Terkait hal tersebut, dia menuturkan, investasi pun didorong untuk mengisi kebutuhan bahan baku yang selama ini masih banyak diimpor. "Sudah ada yang komitmen. Chandra Asri sudah mau bikin 1 juta ton. Lotte juga mau bikin 1 juta ton," katanya.
Kemenperin mengharapkan investasi-investasi tersebut dapat mengurangi hingga 50 persen impor bahan baku di petrokimia pada tahun 2023 mendatang.
Achmad Sigit mengatakan, ada keterkaitan erat antara kebutuhan bahan baku di sektor petrokimia dengan investasi di hulu migas. Apalagi 70 persen kebutuhan nafta di petrokimia selama ini juga masih harus diimpor.
"Kalau ada pengilangan yang bisa menyediakan kira-kira 3 juta ton, maka itu bisa menyuplai kebutuhan di dalam negeri," ujar Achmad Sigit.
Secara terpisah, Deputi Pengendalian Pelaksanaan Penanaman Modal Badan Koordinasi Penanaman Modal Azhar Lubis menuturkan, kalau produksi minyak banyak maka ada harapan impor berkurang. "Dan, kemudian, pengilangan dalam negeri seharusnya juga bertambah," kata Azhar.
Dukungan fiskal
Akhir pekan lalu Asosiasi Pengusaha Indonesia dan Kamar Dagang dan Industri Indonesia menggelar Seminar Nasional bertajuk Peran Serta Dunia Usaha dalam Membangun Sistem Perpajakan dan Moneter yang Adil, Transparan, dan Akuntabel.
Salah satu pertanyaan yang muncul di sesi dua seminar dari peserta adalah menyangkut dukungan yang bisa diberikan Badan Kebijakan Fiskal (BKF) atau Kementerian Keuangan terhadap industri hulu migas supaya investasi bisa naik. Setidaknya agar industri hulu migas yang sudah di dalam negeri bisa bertahan dan berkontribusi terhadap perekonomian.

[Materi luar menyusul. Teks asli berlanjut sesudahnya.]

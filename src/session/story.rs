use std::path::{Path, PathBuf};
use std::sync::Arc;
use std::sync::atomic::{AtomicBool, Ordering};
use std::time::Duration;

use anyhow::Context as _;
use parking_lot::Mutex;

use crate::audio::clock::{AudioClock, SystemClock};
use crate::audio::decode::decode_wav;
use crate::audio::graph::{AudioSink, MusicTrack, OUTPUT_CHANNELS};
use crate::audio::mix::{mixdown, write_wav_16};
use crate::audio::narration::NarrationSource;
use crate::audio::playback::{PlaybackController, PlaybackMode, PlaybackOpts};
use crate::audio::timeline::{Timeline, build_timeline};
use crate::encode::ffmpeg::{FfmpegSink, FfmpegSinkOpts};
use crate::encode::sink::FrameSink;
use crate::export::artifact::{ExportKind, PendingArtifact};
use crate::export::filename::sanitize_filename;
use crate::export::pipeline::{CaptureReport, ExportOpts, capture};
use crate::export::script::script_transcript;
use crate::foundation::cancel::CancelToken;
use crate::foundation::core::Canvas;
use crate::foundation::error::{StoryreelError, StoryreelResult};
use crate::render::cpu::{RenderEngine, RenderOpts};
use crate::render::frame::FrameRGBA;
use crate::scene::model::Project;
use crate::scene::style::SubtitleStyle;

/// Options for [`StorySession`].
#[derive(Clone, Debug)]
pub struct SessionOpts {
    /// Frame rendering options shared by preview and export.
    pub render: RenderOpts,
    /// Capture options for video exports.
    pub export: ExportOpts,
    /// Directory artifacts are written to.
    pub out_dir: PathBuf,
    /// Block size of the background audio driver. `None` leaves pumping to the caller.
    pub driver_block: Option<Duration>,
}

impl Default for SessionOpts {
    fn default() -> Self {
        Self {
            render: RenderOpts::default(),
            export: ExportOpts::default(),
            out_dir: PathBuf::from("."),
            driver_block: Some(Duration::from_millis(10)),
        }
    }
}

/// Result of [`StorySession::export`].
#[derive(Clone, Debug)]
pub struct ExportReport {
    /// Exported artifact kind.
    pub kind: ExportKind,
    /// Published artifact path.
    pub path: PathBuf,
    /// Capture summary for video exports.
    pub capture: Option<CaptureReport>,
}

/// One project loaded for preview and export.
///
/// The timeline is built once when the session opens. Preview playback runs against the
/// session clock; exports capture on their own virtual clock. Only one export runs at a time,
/// and monitored playback is refused while it does.
pub struct StorySession {
    project: Project,
    root: PathBuf,
    timeline: Arc<Timeline>,
    music: Option<MusicTrack>,
    engine: Mutex<RenderEngine>,
    playback: PlaybackController,
    exporting: AtomicBool,
    opts: SessionOpts,
}

impl StorySession {
    /// Validate `project`, synthesize and decode every scene's narration, and prepare preview.
    ///
    /// Relative media paths resolve against `root`.
    #[tracing::instrument(skip_all, fields(title = %project.title, scenes = project.scenes.len()))]
    pub fn open(
        project: Project,
        root: impl Into<PathBuf>,
        source: &dyn NarrationSource,
        opts: SessionOpts,
        cancel: &CancelToken,
    ) -> StoryreelResult<Self> {
        project.validate()?;
        let timeline = build_timeline(
            &project.scenes,
            source,
            &project.language,
            &project.voice,
            cancel,
        )?;
        Ok(Self::new(
            project,
            root,
            timeline,
            Arc::new(SystemClock::new()),
            opts,
        ))
    }

    /// Session over an already built timeline, driven by `clock`.
    pub fn new(
        project: Project,
        root: impl Into<PathBuf>,
        timeline: Timeline,
        clock: Arc<dyn AudioClock>,
        opts: SessionOpts,
    ) -> Self {
        let root = root.into();
        let timeline = Arc::new(timeline);
        let music = load_music(&project, &root);
        let mut engine = RenderEngine::new(
            &project,
            &root,
            Arc::clone(&timeline),
            opts.render.clone(),
        );
        engine.preload();

        let mut playback = PlaybackController::new(
            Arc::clone(&timeline),
            clock,
            PlaybackOpts {
                narration_volume: project.narration_volume,
                music: music.clone(),
                ..PlaybackOpts::default()
            },
        );
        if let Some(block) = opts.driver_block {
            playback.spawn_driver(block);
        }

        Self {
            project,
            root,
            timeline,
            music,
            engine: Mutex::new(engine),
            playback,
            exporting: AtomicBool::new(false),
            opts,
        }
    }

    /// Project snapshot.
    pub fn project(&self) -> &Project {
        &self.project
    }

    /// Directory media paths resolve against.
    pub fn root(&self) -> &Path {
        &self.root
    }

    /// Narration timeline.
    pub fn timeline(&self) -> &Arc<Timeline> {
        &self.timeline
    }

    /// Total narration duration in seconds.
    pub fn total_duration(&self) -> f64 {
        self.timeline.total_duration()
    }

    /// Output canvas.
    pub fn canvas(&self) -> Canvas {
        self.engine.lock().canvas()
    }

    /// Preview transport.
    pub fn playback(&self) -> &PlaybackController {
        &self.playback
    }

    /// Whether an export is running.
    pub fn is_exporting(&self) -> bool {
        self.exporting.load(Ordering::Acquire)
    }

    /// Start preview playback at `offset`.
    pub fn play(&self, offset: f64, mode: PlaybackMode) -> StoryreelResult<()> {
        self.check_mode(mode)?;
        self.playback.play(offset, mode);
        Ok(())
    }

    /// Pause preview playback, returning the held position.
    pub fn pause(&self) -> f64 {
        self.playback.pause()
    }

    /// Move the preview to `offset`.
    pub fn seek(&self, offset: f64) {
        self.playback.seek(offset);
    }

    /// Pause when playing, otherwise resume in `mode`. Returns whether playback is now running.
    pub fn toggle(&self, mode: PlaybackMode) -> StoryreelResult<bool> {
        if !self.playback.is_playing() {
            self.check_mode(mode)?;
        }
        Ok(self.playback.toggle(mode))
    }

    /// Route monitored preview audio to `monitor`.
    pub fn set_monitor(&self, monitor: Option<Box<dyn AudioSink>>) {
        self.playback.set_monitor(monitor);
    }

    /// Change the narration multiplier for preview and later exports.
    pub fn set_narration_volume(&mut self, volume: f32) {
        self.project.narration_volume = volume;
        self.playback.set_narration_volume(volume);
    }

    /// Swap the subtitle style used by preview and later exports.
    pub fn set_style(&mut self, style: SubtitleStyle) {
        self.project.subtitles = style.clone();
        self.engine.get_mut().set_style(style);
    }

    /// Render the frame at `position`.
    pub fn render_at(&self, position: f64, anim_secs: f64) -> FrameRGBA {
        self.engine.lock().render_frame(position, anim_secs)
    }

    /// Produce one artifact of `kind` in the output directory.
    ///
    /// The artifact is written under a temporary name and only renamed into place once
    /// complete. Fails with [`StoryreelError::ExportBusy`] while another export is running.
    #[tracing::instrument(skip(self, cancel), fields(title = %self.project.title))]
    pub fn export(&self, kind: ExportKind, cancel: &CancelToken) -> StoryreelResult<ExportReport> {
        let stem = sanitize_filename(&self.project.title);
        let file_name = kind.file_name(&stem)?;
        let _guard = ExportGuard::acquire(&self.exporting)?;
        self.release_monitor();

        let pending = PendingArtifact::new(self.opts.out_dir.join(file_name))?;
        let mut capture_report = None;
        match kind {
            ExportKind::Script => {
                std::fs::write(pending.path(), script_transcript(&self.project.scenes))
                    .with_context(|| format!("write script '{}'", pending.path().display()))?;
            }
            ExportKind::Audio => {
                cancel.check()?;
                let samples = self.mixdown();
                write_wav_16(
                    pending.path(),
                    &samples,
                    self.playback_opts().sample_rate,
                    OUTPUT_CHANNELS,
                )?;
            }
            ExportKind::Thumbnail => {
                self.render_at(0.0, 0.0).write_png(pending.path())?;
            }
            ExportKind::Video => {
                let bg = self.opts.render.background;
                let mut sink = FfmpegSink::new(FfmpegSinkOpts {
                    out_path: pending.path().to_path_buf(),
                    overwrite: true,
                    bg_rgba: [bg.r, bg.g, bg.b, 255],
                });
                capture_report = Some(self.capture_into(&mut sink, cancel)?);
            }
            ExportKind::Bundle => {
                return Err(StoryreelError::validation("bundle exports are not supported"));
            }
        }

        let path = pending.commit()?;
        tracing::info!(%kind, path = %path.display(), "export finished");
        Ok(ExportReport {
            kind,
            path,
            capture: capture_report,
        })
    }

    /// Offline narration and music mix over the whole timeline, interleaved stereo.
    pub fn mixdown(&self) -> Vec<f32> {
        mixdown(
            &self.timeline,
            self.project.narration_volume,
            self.music.clone(),
        )
    }

    /// Capture the whole timeline into a caller-provided sink.
    #[tracing::instrument(skip_all)]
    pub fn export_to_sink(
        &self,
        sink: &mut dyn FrameSink,
        cancel: &CancelToken,
    ) -> StoryreelResult<CaptureReport> {
        let _guard = ExportGuard::acquire(&self.exporting)?;
        self.release_monitor();
        self.capture_into(sink, cancel)
    }

    fn capture_into(
        &self,
        sink: &mut dyn FrameSink,
        cancel: &CancelToken,
    ) -> StoryreelResult<CaptureReport> {
        // Exports render on their own engine so the preview keeps ticking.
        let mut engine = RenderEngine::new(
            &self.project,
            &self.root,
            Arc::clone(&self.timeline),
            self.opts.render.clone(),
        );
        engine.preload();
        capture(
            &mut engine,
            &self.timeline,
            self.playback_opts(),
            &self.opts.export,
            sink,
            cancel,
        )
    }

    fn playback_opts(&self) -> PlaybackOpts {
        PlaybackOpts {
            narration_volume: self.project.narration_volume,
            music: self.music.clone(),
            ..PlaybackOpts::default()
        }
    }

    fn check_mode(&self, mode: PlaybackMode) -> StoryreelResult<()> {
        if mode == PlaybackMode::Monitored && self.is_exporting() {
            return Err(StoryreelError::PlaybackBusy);
        }
        Ok(())
    }

    fn release_monitor(&self) {
        if self.playback.is_playing() && self.playback.mode() == PlaybackMode::Monitored {
            let at = self.playback.pause();
            tracing::debug!(at, "monitored preview paused for export");
        }
    }
}

/// Holds the session's export slot until dropped.
struct ExportGuard<'a>(&'a AtomicBool);

impl<'a> ExportGuard<'a> {
    fn acquire(flag: &'a AtomicBool) -> StoryreelResult<Self> {
        flag.compare_exchange(false, true, Ordering::AcqRel, Ordering::Acquire)
            .map_err(|_| StoryreelError::ExportBusy)?;
        Ok(Self(flag))
    }
}

impl Drop for ExportGuard<'_> {
    fn drop(&mut self) {
        self.0.store(false, Ordering::Release);
    }
}

fn load_music(project: &Project, root: &Path) -> Option<MusicTrack> {
    let bed = project.music.as_ref()?;
    let path = Project::resolve(root, &bed.source);
    let decoded = std::fs::read(&path)
        .with_context(|| format!("read music '{}'", path.display()))
        .map_err(StoryreelError::from)
        .and_then(|bytes| decode_wav(&bytes));
    match decoded {
        Ok(pcm) => Some(MusicTrack {
            pcm: Arc::new(pcm),
            volume: bed.volume,
        }),
        Err(e) => {
            tracing::warn!(source = %bed.source, error = %e, "music bed unavailable; continuing without it");
            None
        }
    }
}

#[cfg(test)]
#[path = "../../tests/unit/session/story.rs"]
mod tests;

Kepala BKF Suahazil Nazara mengatakan, usaha hulu migas memerlukan investasi sangat tinggi dan sangat sensitif terhadap harga minyak dunia.

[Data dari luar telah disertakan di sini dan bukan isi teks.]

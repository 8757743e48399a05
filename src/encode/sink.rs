use crate::foundation::core::{Fps, FrameIndex};
use crate::foundation::error::{StoryreelError, StoryreelResult};
use crate::render::frame::FrameRGBA;

/// Configuration provided to a [`FrameSink`] before the first frame.
#[derive(Debug, Clone)]
pub struct SinkConfig {
    /// Output width in pixels.
    pub width: u32,
    /// Output height in pixels.
    pub height: u32,
    /// Capture frame rate.
    pub fps: Fps,
    /// Format of audio delivered through [`FrameSink::push_audio`], if any.
    pub audio: Option<AudioFormat>,
}

/// Interleaved `f32` PCM layout of captured audio.
#[derive(Debug, Clone, Copy, PartialEq, Eq)]
pub struct AudioFormat {
    /// Sample rate in Hz.
    pub sample_rate: u32,
    /// Channel count.
    pub channels: u16,
}

/// Consumer of captured frames and audio.
///
/// `push_frame` is called in strictly increasing `FrameIndex` order. Audio may arrive in any
/// number of chunks, always in capture order. After a failure the pipeline calls
/// [`FrameSink::abort`] instead of [`FrameSink::end`]; a sink must not leave a finished-looking
/// artifact behind in that case.
pub trait FrameSink: Send {
    /// Called once before any frames are pushed.
    fn begin(&mut self, cfg: SinkConfig) -> StoryreelResult<()>;
    /// Push one frame.
    fn push_frame(&mut self, idx: FrameIndex, frame: &FrameRGBA) -> StoryreelResult<()>;
    /// Append captured audio. Sinks without audio support ignore it.
    fn push_audio(&mut self, samples_interleaved: &[f32]) -> StoryreelResult<()> {
        let _ = samples_interleaved;
        Ok(())
    }
    /// Finalize the output after the last frame.
    fn end(&mut self) -> StoryreelResult<()>;
    /// Discard everything written so far.
    fn abort(&mut self) {}
}

/// In-memory sink for tests and debugging.
#[derive(Debug, Default)]
pub struct InMemorySink {
    cfg: Option<SinkConfig>,
    frames: Vec<(FrameIndex, FrameRGBA)>,
    audio: Vec<f32>,
    finished: bool,
    aborted: bool,
}

impl InMemorySink {
    /// Create a new in-memory sink.
    pub fn new() -> Self {
        Self::default()
    }

    /// Configuration captured in `begin`, if any.
    pub fn config(&self) -> Option<SinkConfig> {
        self.cfg.clone()
    }

    /// Captured frames in push order.
    pub fn frames(&self) -> &[(FrameIndex, FrameRGBA)] {
        &self.frames
    }

    /// Captured interleaved audio.
    pub fn audio(&self) -> &[f32] {
        &self.audio
    }

    /// Whether `end` completed.
    pub fn is_finished(&self) -> bool {
        self.finished
    }

    /// Whether the capture was aborted.
    pub fn was_aborted(&self) -> bool {
        self.aborted
    }
}

impl FrameSink for InMemorySink {
    fn begin(&mut self, cfg: SinkConfig) -> StoryreelResult<()> {
        self.cfg = Some(cfg);
        self.frames.clear();
        self.audio.clear();
        self.finished = false;
        self.aborted = false;
        Ok(())
    }

    fn push_frame(&mut self, idx: FrameIndex, frame: &FrameRGBA) -> StoryreelResult<()> {
        if let Some((last, _)) = self.frames.last()
            && idx <= *last
        {
            return Err(StoryreelError::capture("out-of-order frame index"));
        }
        self.frames.push((idx, frame.clone()));
        Ok(())
    }

    fn push_audio(&mut self, samples_interleaved: &[f32]) -> StoryreelResult<()> {
        self.audio.extend_from_slice(samples_interleaved);
        Ok(())
    }

    fn end(&mut self) -> StoryreelResult<()> {
        self.finished = true;
        Ok(())
    }

    fn abort(&mut self) {
        self.frames.clear();
        self.audio.clear();
        self.aborted = true;
    }
}

#[cfg(test)]
#[path = "../../tests/unit/encode/sink.rs"]
mod tests;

Ketika harga minyak dunia sedang naik, biasanya keinginan untuk investasi lebih tinggi. Demikian sebaliknya, ketika harga minyak dunia rendah, keinginan investasi biasanya juga menurun.
"Ini yang kami lihat. Ketika harga minyak turun dari sekitar tahun 2011 sampai 2016 yang lalu memang minat untuk investasi hulu itu menurun. Memang usaha hulu migas tidak akan pernah menemukan minyak apabila tidak berinvestasi. Dia harus benar-benar mengebor. Itu butuh modal dan risikonya relatif tinggi," kata Suahazil.
Terkait hal tersebut, dia menuturkan, pemerintah memikirkan mekanisme-mekanisme baru. "Mungkin salah satu yang paling fundamental adalah perubahan sistem menjadi gross split yang mulai diterima teman-teman di usaha hulu migas.
Ini pun masih harus kita telaah lagi insentif apa yang bisa diberikan. Kami pun membuka diri untuk diskusi mendalam supaya lebih baik ke depan," ujarnya.